6. State Auditor Jim Zeigler doesn’t want to be left out of 2020 Senate talk anymore

— With Representative Bradley Byrne (R-Fairhope) and former Auburn football coach Tommy Tuberville already in the race, State Auditor Jim Zeigler doesn’t want to be overlooked. Zeigler sent and deleted a tweet that said, “State Sen. Del Marsh Out of U.S. Senate Race. Zeigler: ‘Since I formed my exploratory committee assessing running against Doug Jones, I have scared out Jeff Sessions, Will Ainsworth and Del Marsh – so far.'” So, along with claiming that he’s the reason some politicians are staying out of the race, on Tuesday he also said, “I’ve been left out of columns, analysis, polls, awards and campaign contributions. My middle name is ‘left out'” Regardless of being left out, Zeigler still believes that he can win in the ballot box, and went on to say, “They just leave me out of everything. But on Election Day I got 62 percent of the vote in November in my reelection for state auditor.” Zeigler has declined to enter the race, but he’s leaving the door open for the U.S. Senate if he sees an increase in support forming.

5. The bill that would’ve removed the requirement for a permit to conceal carry a firearm was shot down

— The bill was voted down in the Alabama State Committee on Tuesday in a 6-5 vote. State Senator Gerald Allen (R-Tuscaloosa) has been sponsoring the bill for years since he believes people shouldn’t have to buy a permit to exercise their Second Amendment rights, but the bill was not received well by all groups. Before the bill was voted on, Moms Demand Action for Gun Sense, sheriffs and police opposed the bill and raised questions and concerns about safety issues and saying that the permit is an important law enforcement tool. Oddly enough, this bill passed the Alabama State Senate the previous two years and stalled in the State House.

4. Hillary Clinton thinks anyone else would’ve been indicted in the Russia probe, but maybe she’s forgetting about her absolutely illegal activity

— Ignoring that no one was indicted for conspiracy to collude with the Russians, Hillary Clinton claimed that President Donald Trump would’ve been indicted in the Russian probe if he wasn’t president. Her claim on obstruction of a non-crime is interesting given that Clinton herself instructed people to obstruct justice. Regardless, Clinton said, “I think there’s enough there that any other person who had engaged in those acts would certainly have been indicted.” Clinton is the last person, second-to-last if we included her husband, to be talking about obstruction of justice. Clinton deleted and failed to turn over thousands of emails she kept and sent on a private server. These included “top secret,” “secret” and “confidential.” Both Clintons should sit this one out.
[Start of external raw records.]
//! Dynamic node sets of vehicle-triggered models.

use std::collections::{BTreeMap, BTreeSet};
use std::str::FromStr;

use serde::{Deserialize, Serialize};

use crate::error::CoreError;
use crate::fingerprint::topology_fingerprint;
use crate::opinion::SubjectiveOpinion;

/// What happens to nodes that vanish from an observed object set.
#[derive(Debug, Clone, Copy, Default, PartialEq, Eq, Serialize, Deserialize)]
#[serde(rename_all = "SCREAMING_SNAKE_CASE")]
pub enum TopologyPolicy {
    /// Stale nodes stay until superseded.
    #[default]
    Retain,
    /// Nodes missing from the latest observation are removed.
    Prune,
}

impl FromStr for TopologyPolicy {
    type Err = CoreError;

    fn from_str(s: &str) -> Result<Self, Self::Err> {
        match s {
            "RETAIN" => Ok(Self::Retain),
            "PRUNE" => Ok(Self::Prune),
            other => Err(CoreError::InvalidParameter {
                key: "TOPOLOGY_POLICY".to_owned(),
                reason: format!("'{other}' is neither RETAIN nor PRUNE"),
            }),
        }
    }
}

/// Observed objects with the opinion held about each.
///
/// The fingerprint starts at `0` and is recomputed whenever the node set
/// changes.
#[derive(Debug, Clone)]
pub struct DynamicTopology {
    nodes: BTreeMap<String, SubjectiveOpinion>,
    pinned: BTreeSet<String>,
    policy: TopologyPolicy,
    fingerprint: u32,
}

impl DynamicTopology {
    #[must_use]
    pub fn new(policy: TopologyPolicy) -> Self {
        Self { nodes: BTreeMap::new(), pinned: BTreeSet::new(), policy, fingerprint: 0 }
    }

    /// Adds a node that pruning never removes, without touching the fingerprint.
    pub fn pin(&mut self, node: impl Into<String>) {
        let node = node.into();
        self.nodes.entry(node.clone()).or_insert(SubjectiveOpinion::FULL_UNCERTAINTY);
        self.pinned.insert(node);
    }

    /// Reconciles the node set with the latest observation.
    ///
    /// New nodes start fully uncertain. Returns `true` if the set changed.
    pub fn refresh<S: AsRef<str>>(&mut self, observed: &[S]) -> bool {
        let mut changed = false;
        for object in observed {
            let object = object.as_ref();
            if !self.nodes.contains_key(object) {
                self.nodes.insert(object.to_owned(), SubjectiveOpinion::FULL_UNCERTAINTY);
                changed = true;
            }
        }

        if self.policy == TopologyPolicy::Prune {
            let seen: BTreeSet<&str> = observed.iter().map(AsRef::as_ref).collect();
            let before = self.nodes.len();
            let pinned = &self.pinned;
            self.nodes.retain(|node, _| pinned.contains(node) || seen.contains(node.as_str()));
            changed |= self.nodes.len() != before;
        }

        if changed {
            self.fingerprint = topology_fingerprint(self.nodes.keys());
        }
        changed
    }

    /// Replaces the opinion on a tracked node; untracked nodes are ignored.
    pub fn set_opinion(&mut self, node: &str, opinion: SubjectiveOpinion) -> bool {
        match self.nodes.get_mut(node) {
            Some(slot) => {
                *slot = opinion;
                true
            }
            None => false,
        }
    }

    #[must_use]
    pub fn opinion(&self, node: &str) -> Option<&SubjectiveOpinion> {
        self.nodes.get(node)
    }

    #[must_use]
    pub fn contains(&self, node: &str) -> bool {
        self.nodes.contains_key(node)
    }

    pub fn iter(&self) -> impl Iterator<Item = (&str, &SubjectiveOpinion)> {
        self.nodes.iter().map(|(k, v)| (k.as_str(), v))
    }

    #[must_use]
    pub fn len(&self) -> usize {
        self.nodes.len()
    }

    #[must_use]
    pub fn is_empty(&self) -> bool {
        self.nodes.is_empty()
    }

    #[must_use]
    pub fn fingerprint(&self) -> u32 {
        self.fingerprint
    }

    #[must_use]
    pub fn policy(&self) -> TopologyPolicy {
        self.policy
    }
}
3. With former Vice President Joe Biden ready to make his move Thursday, a new name is on the move

— It is all but official that Biden is ready to enter the race after going through a run of bad press over multiple allegations of creepy behavior surfaced that did not affect his poll numbers. However, the former VP has a campaign account with zero dollars and he lacks a political machine at his disposal because President Barack Obama is staying out of it. Biden remains in the lead with 27 percent of those polled choosing him over Sen. Bernie Sanders (I-VT) with 20 percent; upstart candidate du jour, South Bend, Indiana mayor Pete Buttigieg with a paltry eight percent. More importantly, the poll shows Democrats are motivated to beat President Donald Trump as 87 percent don’t care who the nominee is because they will vote for any of them.

2. Jefferson County is ending misdemeanor arrests; Marijuana users will benefit

— Instead of arresting people for nonviolent misdemeanor offenses, officers will be issuing tickets. Capt. David Agee, a spokesman for the Jefferson County Sheriff’s Office said, “I think this is going to help a lot of people and get a lot of people back on track. Those who want to help will be able to get help.” This criminal justice reform will also include no longer arresting citizens for misdemeanor possession of marijuana, but if any misdemeanors are tied to more serious crimes then people could face jail time. Part of the motivation for this change is to save jail space and resources. As far as marijuana possession is concerned though, anyone in possession of less than 2 ounces (57 grams) will be fined instead of given jail time, and these crimes will be classified as violations instead of misdemeanors. The premise of this approach is that fewer people will commit crimes if you don’t enforce them and that those busted for pot possession are going to seek treatment. Let’s see how it plays out. Also, other local cities aren’t interested in this and Alabama Attorney General Steve Marshall suggested the county may need to “rethink” this dumb plan.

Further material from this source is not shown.